Tim Ren, Harrison Huang

To do:

  • MMD-NCA Loss
  • Layer Normalization LSTM
  • Self-Attention
  • Training
  • Improve Dataloader

Instead of a Bi-direction Layer Normalization LSTM, we use a non-normalizaiton bi-direction GRU version.

And for now, the dataloader may use a large memory of your cpu.
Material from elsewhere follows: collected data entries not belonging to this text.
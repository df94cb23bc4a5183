//! Macro for port error enums whose variants each carry a detail message.

/// Generate a `thiserror` enum plus one snake_case constructor per variant.
///
/// Every variant gets a `message: String` field; constructors accept
/// anything convertible into `String`.
macro_rules! define_port_error {
    (
        $(#[$outer:meta])*
        pub enum $name:ident {
            $(
                $(#[$variant_meta:meta])*
                $variant:ident => $display:literal
            ),* $(,)?
        }
    ) => {
        $(#[$outer])*
        #[derive(Debug, Clone, PartialEq, Eq, thiserror::Error)]
        pub enum $name {
            $(
                $(#[$variant_meta])*
                #[error($display)]
                $variant { message: String },
            )*
        }

        impl $name {
            $(
                ::paste::paste! {
                    pub fn [<$variant:snake>](message: impl Into<String>) -> Self {
                        Self::$variant { message: message.into() }
                    }
                }
            )*
        }
    };
}

pub(crate) use define_port_error;

#[cfg(test)]
mod tests {
    use rstest::rstest;

    define_port_error! {
        pub enum UpstreamError {
            ConnectionReset => "connection reset: {message}",
            BadGateway => "bad gateway: {message}",
        }
    }

    #[rstest]
    #[case(UpstreamError::connection_reset("peer closed"), "connection reset: peer closed")]
    #[case(UpstreamError::bad_gateway(String::from("502")), "bad gateway: 502")]
    fn constructors_fill_message_field(#[case] error: UpstreamError, #[case] expected: &str) {
        assert_eq!(error.to_string(), expected);
    }

    #[rstest]
    fn constructors_build_matching_variant() {
        assert_eq!(
            UpstreamError::bad_gateway("x"),
            UpstreamError::BadGateway {
                message: "x".to_owned()
            }
        );
    }
}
If there is any problem, make the parameter: num_MMD_NCA_Groups of "MMD_NCA_Dataset" smaller.

Dataset:

I clean the dance dataset of https://arxiv.org/abs/1801.07388

The cleaned dataset is provided here (update the old link):

https://drive.google.com/file/d/1-H0ywex6KhA68MPiU7i5Apde_MzXg_vK/view?usp=sharing

The dataset contains 16 classes of dance. It contain 51858 sequence. The key of the json file is "0","1",.....,"15" Each key contains: ( _ , 50, 2, 17) pose. 2 is channel, 17 is pose coordinates as coco format. And each pose is normalized.

Usage:

cd Human-Motion-Analysis-with-Deep-Metric-Learning
mkdir log
mkdir dataset

Download the dataset I provided above, put it in the folder "dataset". It is suggested to split it by yourself, for the dataset is too large.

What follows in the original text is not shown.